Cynthia Newsome, the defendant's girlfriend, testified the defendant was home at 10613 Edbrooke Avenue when she arrived home from work at 10:30 to 11 p.m. on Sunday, December 8, 1974, and she was present with him in the bedroom until after 1 a.m. on December 9. She also testified that on December 8, 9, and 10, 1974, the defendant had a mustache. She identified a photograph of the defendant taken in the County Jail which showed a slight mustache and a small goatee.

Edmond Clemons testified he lived with Cynthia Newsome at the Edbrooke address. On December 8, 1974, he had a mustache. He denied ever going to the Trendsetter's Lounge on December 8, and he testified on the evening in question he went to a movie at the Roseland Theater with a friend and arrived home at approximately 9:30 or 10 p.m. He prepared himself something to eat and at 10:30 to 11 p.m., Cynthia Newsome came home. Together they remained in the bedroom and watched television until approximately 1 a.m. He further testified he was 5'9" tall, and in December of 1974 he weighed about 165 lbs., was dark complected and 28 years of age. He denied ever seeing Patsy Robinson before December 10, 1974.

A stipulation was entered into that if Officer Ganzer of the Chicago Police Department was called to testify, he would testify that shortly after the incident he interviewed Patsy Robinson at the scene. He received a detailed description from her of her assailant, and as a result of that description he prepared a report which was signed by him, together with his partner, and that said description did not include either a mustache or a goatee.

Defendant was convicted and sentenced to the Illinois State Penitentiary for a term of 10 to 20 years.

• 1 The law in Illinois is well settled that the testimony of a prosecutrix alone is sufficient to support a conviction for rape where the testimony is found to be clear and convincing. (People v. Reaves (1962), 24 Ill.2d 380, 183 N.E.2d 169.) Where the evidence of rape is something less than clear and convincing, the testimony of the prosecutrix must be corroborated by other evidence, such as complaint by the prosecutrix at the first opportunity after the occurrence. See People v. Scott (1950), 407 Ill. 301, 95 N.E.2d 315.

At the time of the occurrence the prosecutrix had an ample opportunity to observe her assailant. They drove on well-lighted city streets and expressways for about 45 minutes. Just after the occurrence the prosecutrix flagged down a passing squadrol at the first opportunity. Her in-court identification of the defendant as her assailant was positive and unwavering.

The defendant raised an alibi defense at trial and questioned the credibility of the prosecutrix by pointing out an inconsistency in her testimony. At first she could not remember telling the police of the defendant's slight mustache, while later she testified she did remember telling the officers of the mustache. This alleged discrepancy, standing alone, does not render Mrs. Robinson's testimony less than clear and convincing.

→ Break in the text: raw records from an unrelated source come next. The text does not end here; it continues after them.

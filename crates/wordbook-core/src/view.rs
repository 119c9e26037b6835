use wordbook_types::{Definition, DisplayEntry, LookupState, Meaning, Phonetic};

use crate::markup::{Element, Node, el};

pub const LOADING_TEXT: &str = "Loading...";

/// Loading indicator or error message for `state`, if any
pub fn status_line(state: &LookupState) -> Option<Element> {
    match state {
        LookupState::Loading => Some(el("p").class("loading").child(LOADING_TEXT)),
        LookupState::Error(message) => Some(el("p").class("error").child(message.as_str())),
        LookupState::Idle | LookupState::Loaded(_) => None,
    }
}

/// Results region in list layout
pub fn render_results(state: &LookupState) -> Node {
    el("section")
        .class("results")
        .children(status_line(state))
        .children(state.entries().iter().map(render_entry))
        .into()
}

pub fn render_entry(entry: &DisplayEntry) -> Element {
    el("div")
        .class("entry")
        .child(el("h3").child(entry.word.as_str()))
        .children(entry.phonetics.iter().map(render_phonetic))
        .children(
            entry
                .meanings
                .iter()
                .map(|meaning| render_meaning(meaning, "h4")),
        )
        .children(license_line(entry))
        .child(source_urls_line(&entry.source_urls))
}

fn render_phonetic(phonetic: &Phonetic) -> Element {
    el("div")
        .class("phonetic")
        .child(el("p").child(format!(
            "Phonetic Text: {}",
            phonetic.text.as_deref().unwrap_or_default()
        )))
        .children(phonetic.audio_url().map(audio_control))
}

/// Audio player bound to `url`
pub fn audio_control(url: &str) -> Element {
    el("audio")
        .attr("controls", "")
        .attr("src", url)
        .child(el("source").attr("src", url).attr("type", "audio/mpeg"))
        .child("Your browser does not support the audio element.")
}

/// One meaning: part of speech, its definitions, then meaning-level word lists
pub fn render_meaning(meaning: &Meaning, heading: &'static str) -> Element {
    el("div")
        .class("meaning")
        .child(el(heading).child(format!("Part of Speech: {}", meaning.part_of_speech)))
        .children(meaning.definitions.iter().map(render_definition))
        .children(word_list("Synonyms", &meaning.synonyms))
        .children(word_list("Antonyms", &meaning.antonyms))
}

fn render_definition(definition: &Definition) -> Element {
    el("div")
        .class("definition")
        .children(
            (!definition.definition.is_empty())
                .then(|| el("p").child(format!("Definition: {}", definition.definition))),
        )
        .children(
            definition
                .example
                .as_deref()
                .filter(|example| !example.is_empty())
                .map(|example| el("p").child(format!("Example: {example}"))),
        )
        .children(word_list("Synonyms", &definition.synonyms))
        .children(word_list("Antonyms", &definition.antonyms))
}

fn word_list(label: &str, words: &[String]) -> Option<Element> {
    (!words.is_empty()).then(|| el("p").child(format!("{label}: {}", words.join(", "))))
}

fn license_line(entry: &DisplayEntry) -> Option<Element> {
    let license = entry.license.as_ref().filter(|l| !l.name.is_empty())?;

    Some(el("p").child("License: ").child(external_link(&license.url, &license.name)))
}

fn source_urls_line(urls: &[String]) -> Element {
    let mut line = el("p").child("Source URLs:");
    for url in urls {
        line = line.child(" ").child(external_link(url, url));
    }
    line
}

fn external_link(href: &str, text: &str) -> Element {
    el("a")
        .attr("href", href)
        .attr("target", "_blank")
        .attr("rel", "noopener noreferrer")
        .child(text)
}
use std::env;

use serde::{Deserialize, Serialize};

use self::lookup::LookupConfig;
use self::network::NetworkConfig;
use self::ui::UiConfig;

pub mod lookup;
pub mod network;
pub mod ui;

pub use ui::{Layout, OutputFormat};

#[derive(Debug, Clone, Copy, Default, PartialEq, Eq, Serialize, Deserialize)]
#[serde(rename_all = "lowercase")]
pub enum LogFormat {
    #[default]
    Pretty,
    Json,
}

#[derive(Debug, Serialize, Deserialize, Clone, Default, PartialEq)]
#[serde(default)]
pub struct Config {
    pub network: NetworkConfig,
    pub lookup: LookupConfig,
    pub ui: UiConfig,

    pub log_format: LogFormat,
}

impl Config {
    /// Build from process environment, falling back to defaults
    pub fn new() -> Self {
        Self::from_vars(|key| env::var(key).ok())
    }

    pub fn from_vars(var: impl Fn(&str) -> Option<String>) -> Self {
        let log_format = match var("LOG_FORMAT").as_deref() {
            Some("json") => LogFormat::Json,
            _ => LogFormat::Pretty,
        };

        Config {
            network: NetworkConfig::from_vars(&var),
            lookup: LookupConfig::from_vars(&var),
            ui: UiConfig::from_vars(&var),

            log_format,
        }
    }
}
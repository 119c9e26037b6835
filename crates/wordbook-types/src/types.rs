use crate::entry::DisplayEntry;

pub const NOT_FOUND_MESSAGE: &str = "Word not found in the dictionary";
pub const UNEXPECTED_MESSAGE: &str = "An unexpected error occurred";

/// State of one search session; exactly one variant holds at a time
#[derive(Debug, Clone, Default, PartialEq)]
pub enum LookupState {
    #[default]
    Idle,
    Loading,
    Error(String),
    Loaded(Vec<DisplayEntry>),
}

impl LookupState {
    pub fn is_loading(&self) -> bool {
        matches!(self, LookupState::Loading)
    }

    pub fn error(&self) -> Option<&str> {
        match self {
            LookupState::Error(message) => Some(message),
            _ => None,
        }
    }

    /// Loaded entries, empty for every other state
    pub fn entries(&self) -> &[DisplayEntry] {
        match self {
            LookupState::Loaded(entries) => entries,
            _ => &[],
        }
    }
}

#[derive(Debug, Clone)]
pub enum AppEvent {
    /// Committed search term from the input
    Search(String),
    StateChanged(LookupState),
    Shutdown,
}
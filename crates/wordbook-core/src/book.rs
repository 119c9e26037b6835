use wordbook_types::{DisplayEntry, LookupState};

use crate::markup::{Element, Node, el};
use crate::view::{audio_control, render_meaning, status_line};

/// Two-page spread; either page may be empty
pub fn book_background(left: Option<Element>, right: Option<Element>) -> Element {
    el("div")
        .class("book")
        .child(el("div").class("left-page").children(left))
        .child(el("div").class("right-page").children(right))
}

/// Results region in book layout. Only the first entry is shown.
pub fn render_book(state: &LookupState) -> Node {
    let book = state
        .entries()
        .first()
        .map(|entry| book_background(left_page(entry), right_page(entry)));

    el("section")
        .class("results")
        .children(status_line(state))
        .children(book)
        .into()
}

fn left_page(entry: &DisplayEntry) -> Option<Element> {
    let first = entry.meanings.first()?;

    let phonetic = entry
        .phonetics
        .first()
        .and_then(|p| p.text.as_deref())
        .map(|text| el("p").child(format!("Phonetic: {text}")));

    Some(
        el("div")
            .child(el("h1").child(entry.word.as_str()))
            .children(phonetic)
            .child(render_meaning(first, "p")),
    )
}

fn right_page(entry: &DisplayEntry) -> Option<Element> {
    let second = entry.meanings.get(1)?;

    let audio = entry
        .phonetics
        .first()
        .and_then(|p| p.audio_url())
        .map(audio_control);

    Some(
        el("div")
            .child(render_meaning(second, "p"))
            .children(audio),
    )
}
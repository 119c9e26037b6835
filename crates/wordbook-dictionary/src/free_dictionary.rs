use async_trait::async_trait;
use wordbook_config::network::NetworkConfig;
use wordbook_types::RawEntry;

use crate::{DictionaryProvider, LookupError, ProviderMetadata};

/// Client for the dictionaryapi.dev entries endpoint
#[derive(Clone)]
pub struct FreeDictionaryClient {
    client: reqwest::Client,
    entries_url: String,
}

impl FreeDictionaryClient {
    /// `entries_url` is the language-level base, e.g. `.../api/v2/entries/en`
    pub fn new(entries_url: impl Into<String>) -> Self {
        let entries_url: String = entries_url.into();

        Self {
            client: reqwest::Client::new(),
            entries_url: entries_url.trim_end_matches('/').to_string(),
        }
    }

    pub fn from_config(config: &NetworkConfig) -> Self {
        Self::new(config.entries_url())
    }

    /// Full request URL for `term`. Empty terms are kept and give a trailing slash.
    pub fn request_url(&self, term: &str) -> String {
        format!("{}/{}", self.entries_url, urlencoding::encode(term))
    }
}

#[async_trait]
impl DictionaryProvider for FreeDictionaryClient {
    async fn lookup(&self, term: &str) -> Result<Vec<RawEntry>, LookupError> {
        let url = self.request_url(term);
        tracing::debug!("[DICTIONARY] GET {}", url);

        let response = self.client.get(&url).send().await?;

        let status = response.status();
        if !status.is_success() {
            tracing::debug!("[DICTIONARY] {} answered {}", url, status);
            return Err(LookupError::NotFound {
                status: status.as_u16(),
            });
        }

        let body = response.bytes().await?;
        let entries: Vec<RawEntry> = serde_json::from_slice(&body)
            .map_err(|e| LookupError::Decode(e.to_string()))?;

        tracing::debug!("[DICTIONARY] {} entries for '{}'", entries.len(), term);
        Ok(entries)
    }

    fn metadata(&self) -> ProviderMetadata {
        ProviderMetadata {
            name: "Free Dictionary API".to_string(),
            base_url: self.entries_url.clone(),
        }
    }
}
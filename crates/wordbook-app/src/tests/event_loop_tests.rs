use std::time::Duration;

use kanal::AsyncReceiver;
use tokio::time::timeout;
use tokio_util::sync::CancellationToken;
use wordbook_types::{AppEvent, LookupState, NOT_FOUND_MESSAGE};

use super::{ChefOnly, app_state, app_state_with};
use crate::controller::ChannelSet;
use crate::events::event_loop;

async fn next_event(rx: &AsyncReceiver<AppEvent>) -> AppEvent {
    timeout(Duration::from_secs(2), rx.recv())
        .await
        .expect("Timeout - no event arrived")
        .expect("channel open")
}

/// Wait for the first state update that is not `Loading`
async fn settled(rx: &AsyncReceiver<AppEvent>) -> LookupState {
    loop {
        match next_event(rx).await {
            AppEvent::StateChanged(LookupState::Loading) => continue,
            AppEvent::StateChanged(state) => return state,
            other => panic!("unexpected event: {other:?}"),
        }
    }
}

#[tokio::test]
async fn test_search_event_produces_loaded_state() {
    let channels = ChannelSet::new();
    let cancel = CancellationToken::new();
    let handle = tokio::spawn(event_loop(
        app_state(),
        channels.ui_to_app.1.clone(),
        channels.app_to_ui.0.clone(),
        cancel.clone(),
    ));

    channels
        .ui_to_app
        .0
        .send(AppEvent::Search("chef".to_string()))
        .await
        .expect("send failed");

    let state = settled(&channels.app_to_ui.1).await;
    assert_eq!(state.entries().len(), 1);
    assert_eq!(state.entries()[0].word, "chef");

    cancel.cancel();
    timeout(Duration::from_secs(2), handle)
        .await
        .expect("event loop stopped")
        .expect("event loop task")
        .expect("event loop result");
}

#[tokio::test]
async fn test_blank_search_reports_not_found() {
    let channels = ChannelSet::new();
    let cancel = CancellationToken::new();
    tokio::spawn(event_loop(
        app_state(),
        channels.ui_to_app.1.clone(),
        channels.app_to_ui.0.clone(),
        cancel.clone(),
    ));

    channels
        .ui_to_app
        .0
        .send(AppEvent::Search(String::new()))
        .await
        .expect("send failed");

    let state = settled(&channels.app_to_ui.1).await;
    assert_eq!(state.error(), Some(NOT_FOUND_MESSAGE));

    cancel.cancel();
}

#[tokio::test]
async fn test_loading_reaches_ui_before_result() {
    let (provider, release) = ChefOnly::gated();
    let channels = ChannelSet::new();
    let cancel = CancellationToken::new();
    tokio::spawn(event_loop(
        app_state_with(provider),
        channels.ui_to_app.1.clone(),
        channels.app_to_ui.0.clone(),
        cancel.clone(),
    ));

    channels
        .ui_to_app
        .0
        .send(AppEvent::Search("chef".to_string()))
        .await
        .expect("send failed");

    match next_event(&channels.app_to_ui.1).await {
        AppEvent::StateChanged(state) => assert_eq!(state, LookupState::Loading),
        other => panic!("unexpected event: {other:?}"),
    }

    release.send(()).expect("lookup waiting on gate");

    match next_event(&channels.app_to_ui.1).await {
        AppEvent::StateChanged(state) => assert_eq!(state.entries()[0].word, "chef"),
        other => panic!("unexpected event: {other:?}"),
    }

    cancel.cancel();
}

#[tokio::test]
async fn test_shutdown_waits_for_pending_lookup() {
    let channels = ChannelSet::new();
    let handle = tokio::spawn(event_loop(
        app_state_with(ChefOnly::slow(Duration::from_millis(50))),
        channels.ui_to_app.1.clone(),
        channels.app_to_ui.0.clone(),
        CancellationToken::new(),
    ));

    let tx = &channels.ui_to_app.0;
    tx.send(AppEvent::Search("chef".to_string())).await.expect("send failed");
    tx.send(AppEvent::Shutdown).await.expect("send failed");

    let mut states = Vec::new();
    loop {
        match next_event(&channels.app_to_ui.1).await {
            AppEvent::StateChanged(state) => states.push(state),
            AppEvent::Shutdown => break,
            other => panic!("unexpected event: {other:?}"),
        }
    }

    let last = states.last().expect("at least one state");
    assert_eq!(last.entries().len(), 1);
    assert_eq!(last.entries()[0].word, "chef");

    timeout(Duration::from_secs(2), handle)
        .await
        .expect("event loop stopped")
        .expect("event loop task")
        .expect("event loop result");
}

#[tokio::test]
async fn test_shutdown_event_is_echoed_to_ui() {
    let channels = ChannelSet::new();
    let handle = tokio::spawn(event_loop(
        app_state(),
        channels.ui_to_app.1.clone(),
        channels.app_to_ui.0.clone(),
        CancellationToken::new(),
    ));

    channels
        .ui_to_app
        .0
        .send(AppEvent::Shutdown)
        .await
        .expect("send failed");

    assert!(matches!(next_event(&channels.app_to_ui.1).await, AppEvent::Shutdown));
    let result = timeout(Duration::from_secs(2), handle).await;
    assert!(result.is_ok(), "Timeout - event loop ignored shutdown");
}

#[tokio::test]
async fn test_closed_ui_channel_stops_loop() {
    let (ui_tx, ui_rx) = kanal::bounded_async::<AppEvent>(4);
    let (app_tx, _app_rx) = kanal::bounded_async::<AppEvent>(4);
    let handle = tokio::spawn(event_loop(app_state(), ui_rx, app_tx, CancellationToken::new()));

    drop(ui_tx);

    let result = timeout(Duration::from_secs(2), handle)
        .await
        .expect("event loop stopped")
        .expect("event loop task");
    assert!(result.is_ok());
}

In the absence of a jury, the credibility of witnesses, the weight to be given their testimony and the inferences to be drawn therefrom are for the trial judge and, upon review, courts of review will not substitute their judgment for his unless it clearly appears there is reasonable doubt of the defendant's guilt. See People v. Guido (1962), 25 Ill.2d 204, 184 N.E.2d 858.

• 2 Here, it was the province of the trial court, who was no doubt aware of the interests of the opposing witnesses in the outcome of the trial, to determine the truth of the matter.

Upon review of the entire record we are convinced the evidence fully supports the judgment of the trial court.

For the foregoing reasons, the judgment of the Circuit Court of Cook County is hereby affirmed.

Affirmed.

JOHNSON, P.J., and SULLIVAN, J., concur.